Repeat word for word every line of the data below, from the first through the line containing "let listener = TcpListener::bind(&self.config.bind_addr).await?;", and stop there.
==== EXERCISE DATA ====
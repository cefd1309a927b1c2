use std::sync::Arc;

use jsonvault_store::{SqliteStorage, Storage};
use tokio::net::TcpListener;

use crate::config::ServerConfig;
use crate::error::{ServerError, ServerResult};
use crate::handler::AppState;
use crate::router::build_router;

/// jsonvault HTTP server.
pub struct VaultServer {
    config: ServerConfig,
    storage: Arc<dyn Storage>,
}

impl VaultServer {
    pub fn new(config: ServerConfig, storage: Arc<dyn Storage>) -> Self {
        Self { config, storage }
    }

    /// Open the SQLite store named by the config, check that a pooled
    /// connection works, and create the schema when `init_db` is set.
    pub fn open(config: ServerConfig) -> ServerResult<Self> {
        let sqlite = SqliteStorage::open(&config.store)
            .map_err(|e| ServerError::Startup(e.to_string()))?;
        sqlite
            .ping()
            .map_err(|e| ServerError::Startup(e.to_string()))?;
        tracing::info!(path = %config.store.path.display(), "database connected");

        if config.init_db {
            tracing::info!("initializing database schema");
            sqlite.init_schema()?;
        } else if !sqlite.schema_present()? {
            tracing::warn!("schema not found; start with init_db enabled or run `jsonvault init-db`");
        }

        Ok(Self::new(config, Arc::new(sqlite)))
    }

    pub fn config(&self) -> &ServerConfig {
        &self.config
    }

    /// Build the router (useful for testing).
    pub fn router(&self) -> axum::Router {
        let state = AppState::new(self.storage.clone(), self.config.environment);
        build_router(state, self.config.max_body_bytes)
    }

    /// Serve until Ctrl-C or SIGTERM.
    pub async fn serve(self) -> ServerResult<()> {
        let app = self.router();
        let listener = TcpListener::bind(&self.config.bind_addr).await?;
        let addr = listener.local_addr()?;
        tracing::info!("jsonvault server listening on {addr}");
        tracing::info!("health check: http://{addr}/api/health");
        axum::serve(listener, app)
            .with_graceful_shutdown(shutdown_signal())
            .await
            .map_err(|e| ServerError::Internal(e.to_string()))?;
        tracing::info!("server stopped");
        Ok(())
    }
}

async fn shutdown_signal() {
    let ctrl_c = async {
        if let Err(err) = tokio::signal::ctrl_c().await {
            tracing::warn!(error = %err, "failed to listen for ctrl-c");
            std::future::pending::<()>().await;
        }
    };

    #[cfg(unix)]
    let terminate = async {
        match tokio::signal::unix::signal(tokio::signal::unix::SignalKind::terminate()) {
            Ok(mut signal) => {
                signal.recv().await;
            }
            Err(err) => {
                tracing::warn!(error = %err, "failed to listen for SIGTERM");
                std::future::pending::<()>().await;
            }
        }
    };

    #[cfg(not(unix))]
    let terminate = std::future::pending::<()>();

    tokio::select! {
        _ = ctrl_c => tracing::info!("shutting down gracefully"),
        _ = terminate => tracing::info!("terminated"),
    }
}
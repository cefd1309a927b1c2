use rusqlite::{ffi, ErrorCode};

/// Errors from storage operations.
#[derive(Debug, thiserror::Error)]
pub enum StoreError {
    /// The database could not be opened or a connection could not be made.
    #[error("storage unavailable: {0}")]
    Unavailable(String),

    /// A unique or primary key constraint rejected the write.
    #[error("duplicate key: {0}")]
    Conflict(String),

    /// A foreign key constraint rejected the write (dangling reference).
    #[error("referenced row not found: {0}")]
    Constraint(String),

    /// A persisted row could not be decoded.
    #[error("corrupt row {table}#{id}: {reason}")]
    CorruptRow {
        table: &'static str,
        id: i64,
        reason: String,
    },

    /// A document could not be encoded for storage.
    #[error("serialization error: {0}")]
    Serialization(String),

    /// Any other SQLite failure.
    #[error("sqlite error: {0}")]
    Sql(rusqlite::Error),

    /// I/O error while preparing the storage location.
    #[error("I/O error: {0}")]
    Io(#[from] std::io::Error),
}

impl From<rusqlite::Error> for StoreError {
    fn from(err: rusqlite::Error) -> Self {
        if let rusqlite::Error::SqliteFailure(failure, message) = &err {
            let detail = message.clone().unwrap_or_else(|| failure.to_string());
            match failure.extended_code {
                ffi::SQLITE_CONSTRAINT_UNIQUE | ffi::SQLITE_CONSTRAINT_PRIMARYKEY => {
                    return Self::Conflict(detail);
                }
                ffi::SQLITE_CONSTRAINT_FOREIGNKEY => return Self::Constraint(detail),
                _ => {}
            }
            if matches!(
                failure.code,
                ErrorCode::CannotOpen
                    | ErrorCode::NotADatabase
                    | ErrorCode::PermissionDenied
                    | ErrorCode::DatabaseBusy
                    | ErrorCode::DatabaseLocked
            ) {
                return Self::Unavailable(detail);
            }
        }
        Self::Sql(err)
    }
}

/// Result alias for storage operations.
pub type StoreResult<T> = Result<T, StoreError>;
//! JSON column encoding.

use serde_json::Value;

use crate::error::{StoreError, StoreResult};

pub(crate) fn encode_document(document: &Value) -> StoreResult<String> {
    serde_json::to_string(document).map_err(|e| StoreError::Serialization(e.to_string()))
}

pub(crate) fn decode_column(
    table: &'static str,
    id: i64,
    text: Option<&str>,
) -> StoreResult<Option<Value>> {
    text.map(|text| decode_document(table, id, text)).transpose()
}

pub(crate) fn decode_document(table: &'static str, id: i64, text: &str) -> StoreResult<Value> {
    serde_json::from_str(text).map_err(|e| StoreError::CorruptRow {
        table,
        id,
        reason: e.to_string(),
    })
}
//! Foundation types for jsonvault.
//!
//! This crate provides the identifiers, records, and pagination types shared
//! by every other jsonvault crate.
//!
//! # Key Types
//!
//! - [`EntryId`] / [`HistoryId`] -- Storage-assigned row identifiers
//! - [`Entry`] -- Canonical current state of a stored JSON document
//! - [`HistoryRecord`] / [`HistoryAction`] -- One row of the append-only audit trail
//! - [`PageRequest`] -- Clamped limit/offset pair used by every list operation

pub mod entry;
pub mod error;
pub mod history;
pub mod ids;
pub mod page;
pub mod temporal;

pub use entry::Entry;
pub use error::TypeError;
pub use history::{HistoryAction, HistoryRecord};
pub use ids::{EntryId, HistoryId};
pub use page::PageRequest;
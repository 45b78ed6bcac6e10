//! Gemini provider implementation.
//!
//! Text generation via Google's Gemini `generateContent` REST API.

use super::{ProviderError, TextProvider};
use async_trait::async_trait;
use reqwest::Client;
use serde::{Deserialize, Serialize};

/// Gemini API base URL.
const GEMINI_API_BASE: &str = "https://generativelanguage.googleapis.com/v1beta";

/// Gemini provider configuration.
#[derive(Debug, Clone)]
pub struct GeminiConfig {
    pub api_key: String,
    pub model: String,
}

/// Gemini text provider.
pub struct GeminiTextProvider {
    config: GeminiConfig,
    client: Client,
}

impl GeminiTextProvider {
    pub fn new(config: GeminiConfig) -> Self {
        let client = Client::builder()
            .timeout(std::time::Duration::from_secs(120))
            .build()
            .expect("Failed to create HTTP client");

        Self { config, client }
    }

    /// Build the API URL for the configured model and the given method.
    fn api_url(&self, method: &str) -> String {
        format!(
            "{}/models/{}:{}?key={}",
            GEMINI_API_BASE, self.config.model, method, self.config.api_key
        )
    }
}

#[async_trait]
impl TextProvider for GeminiTextProvider {
    async fn generate(&self, prompt: &str) -> Result<String, ProviderError> {
        if self.config.api_key.is_empty() {
            return Err(ProviderError::NotConfigured(
                "Gemini API key not configured".to_string(),
            ));
        }

        let request = GenerateContentRequest {
            contents: vec![Content {
                role: Some("user".to_string()),
                parts: vec![ContentPart {
                    text: prompt.to_string(),
                }],
            }],
        };

        let url = self.api_url("generateContent");

        tracing::debug!(
            model = %self.config.model,
            prompt_len = prompt.len(),
            "Sending request to Gemini API"
        );

        let response = self
            .client
            .post(&url)
            .json(&request)
            .send()
            .await
            .map_err(|e| ProviderError::NetworkError(e.to_string()))?;

        if !response.status().is_success() {
            let status = response.status();
            let error_text = response.text().await.unwrap_or_default();

            return Err(ProviderError::ApiError(format!(
                "Gemini API error {}: {}",
                status, error_text
            )));
        }

        let api_response: GenerateContentResponse = response
            .json()
            .await
            .map_err(|e| ProviderError::ApiError(format!("Failed to parse response: {}", e)))?;

        api_response
            .candidates
            .first()
            .and_then(|c| c.content.parts.first())
            .map(|p| p.text.clone())
            .ok_or_else(|| {
                ProviderError::ApiError("Gemini returned no candidate text".to_string())
            })
    }
}

// ============================================================================
// Gemini API Request/Response Types
// ============================================================================

#[derive(Debug, Serialize)]
#[serde(rename_all = "camelCase")]
struct GenerateContentRequest {
    contents: Vec<Content>,
}

#[derive(Debug, Serialize, Deserialize)]
#[serde(rename_all = "camelCase")]
struct Content {
    #[serde(skip_serializing_if = "Option::is_none")]
    role: Option<String>,
    parts: Vec<ContentPart>,
}

#[derive(Debug, Serialize, Deserialize)]
struct ContentPart {
    text: String,
}

#[derive(Debug, Deserialize)]
#[serde(rename_all = "camelCase")]
struct GenerateContentResponse {
    #[serde(default)]
    candidates: Vec<Candidate>,
}

#[derive(Debug, Deserialize)]
#[serde(rename_all = "camelCase")]
struct Candidate {
    content: Content,
    #[serde(default)]
    #[allow(dead_code)]
    finish_reason: Option<String>,
}
use axum::{Json, extract::State};

use crate::{
    error::AppError,
    models::{AskRequest, AskResponse},
    services::prompt,
    services::providers::TextProvider,
    startup::AppState,
};

/// Send a structured prompt to Gemini and return the generated text.
///
/// The prompt is trimmed of outer whitespace, rendered verbatim into the
/// guideline template, and forwarded to the provider as sole input. The
/// generated text is returned untransformed.
#[axum::debug_handler]
pub async fn ask_gemini(
    State(state): State<AppState>,
    Json(req): Json<AskRequest>,
) -> Result<Json<AskResponse>, AppError> {
    let user_query = req.prompt.trim();
    if user_query.is_empty() {
        return Err(AppError::BadRequest(anyhow::anyhow!(
            "Prompt cannot be empty."
        )));
    }

    let structured_prompt = prompt::render(user_query);

    let text = state.text_provider.generate(&structured_prompt).await?;

    Ok(Json(AskResponse { response: text }))
}
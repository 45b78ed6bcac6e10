use config::{Config as Cfg, File};
use serde::Deserialize;
use std::env;

use crate::error::AppError;

#[derive(Debug, Clone)]
pub struct ChatbotConfig {
    pub server: ServerConfig,
    pub gemini: GeminiSettings,
}

#[derive(Debug, Clone, Deserialize)]
pub struct ServerConfig {
    #[serde(default = "default_port")]
    pub port: u16,
}

#[derive(Debug, Clone)]
pub struct GeminiSettings {
    pub api_key: String,
    pub model: String,
}

fn default_port() -> u16 {
    8000
}

impl ChatbotConfig {
    /// Load configuration from an optional `configuration` file plus the
    /// environment. Missing `GEMINI_API_KEY` fails the load; the service
    /// refuses to start without provider credentials.
    pub fn load() -> Result<Self, AppError> {
        dotenvy::dotenv().ok();

        let server: ServerConfig = Cfg::builder()
            .add_source(File::with_name("configuration").required(false))
            .add_source(config::Environment::default())
            .build()?
            .try_deserialize()?;

        Ok(ChatbotConfig {
            server,
            gemini: GeminiSettings {
                api_key: get_env("GEMINI_API_KEY", None)?,
                model: get_env("GEMINI_MODEL", Some("gemini-2.0-flash"))?,
            },
        })
    }
}

fn get_env(key: &str, default: Option<&str>) -> Result<String, AppError> {
    match env::var(key) {
        Ok(val) => Ok(val),
        Err(_) => match default {
            Some(def) => Ok(def.to_string()),
            None => Err(AppError::ConfigError(anyhow::anyhow!(
                "{} is required but not set",
                key
            ))),
        },
    }
}
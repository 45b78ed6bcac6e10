//! Text-generation provider abstraction.
//!
//! The service talks to its generation backend through the [`TextProvider`]
//! trait so the Gemini implementation can be swapped for a mock in tests.

pub mod gemini;
pub mod mock;

use async_trait::async_trait;
use thiserror::Error;

/// Error type for provider operations. Failures are surfaced to callers as
/// opaque messages; no finer classification is attempted.
#[derive(Error, Debug)]
pub enum ProviderError {
    #[error("Provider not configured: {0}")]
    NotConfigured(String),

    #[error("API error: {0}")]
    ApiError(String),

    #[error("Network error: {0}")]
    NetworkError(String),
}

/// Trait for text generation providers (e.g., Gemini).
///
/// The single authenticated instance is built at startup and shared
/// read-only across handlers for the process lifetime.
#[async_trait]
pub trait TextProvider: Send + Sync {
    /// Generate a text response for the given prompt. Blocks (at the task
    /// level) until the provider responds or errors; no streaming.
    async fn generate(&self, prompt: &str) -> Result<String, ProviderError>;
}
====
#### WRITTEN ANSWER
repository cefd1309a927b1c2
use std::sync::Arc;

use jsonvault_store::{SqliteStorage, Storage};
use tokio::net::TcpListener;

use crate::config::ServerConfig;
use crate::error::{ServerError, ServerResult};
use crate::handler::AppState;
use crate::router::build_router;

/// jsonvault HTTP server.
pub struct VaultServer {
    config: ServerConfig,
    storage: Arc<dyn Storage>,
}

impl VaultServer {
    pub fn new(config: ServerConfig, storage: Arc<dyn Storage>) -> Self {
        Self { config, storage }
    }

    /// Open the SQLite store named by the config, check that a pooled
    /// connection works, and create the schema when `init_db` is set.
    pub fn open(config: ServerConfig) -> ServerResult<Self> {
        let sqlite = SqliteStorage::open(&config.store)
            .map_err(|e| ServerError::Startup(e.to_string()))?;
        sqlite
            .ping()
            .map_err(|e| ServerError::Startup(e.to_string()))?;
        tracing::info!(path = %config.store.path.display(), "database connected");

        if config.init_db {
            tracing::info!("initializing database schema");
            sqlite.init_schema()?;
        } else if !sqlite.schema_present()? {
            tracing::warn!("schema not found; start with init_db enabled or run `jsonvault init-db`");
        }

        Ok(Self::new(config, Arc::new(sqlite)))
    }

    pub fn config(&self) -> &ServerConfig {
        &self.config
    }

    /// Build the router (useful for testing).
    pub fn router(&self) -> axum::Router {
        let state = AppState::new(self.storage.clone(), self.config.environment);
        build_router(state, self.config.max_body_bytes)
    }

    /// Serve until Ctrl-C or SIGTERM.
    pub async fn serve(self) -> ServerResult<()> {
        let app = self.router();
        let listener = TcpListener::bind(&self.config.bind_addr).await?;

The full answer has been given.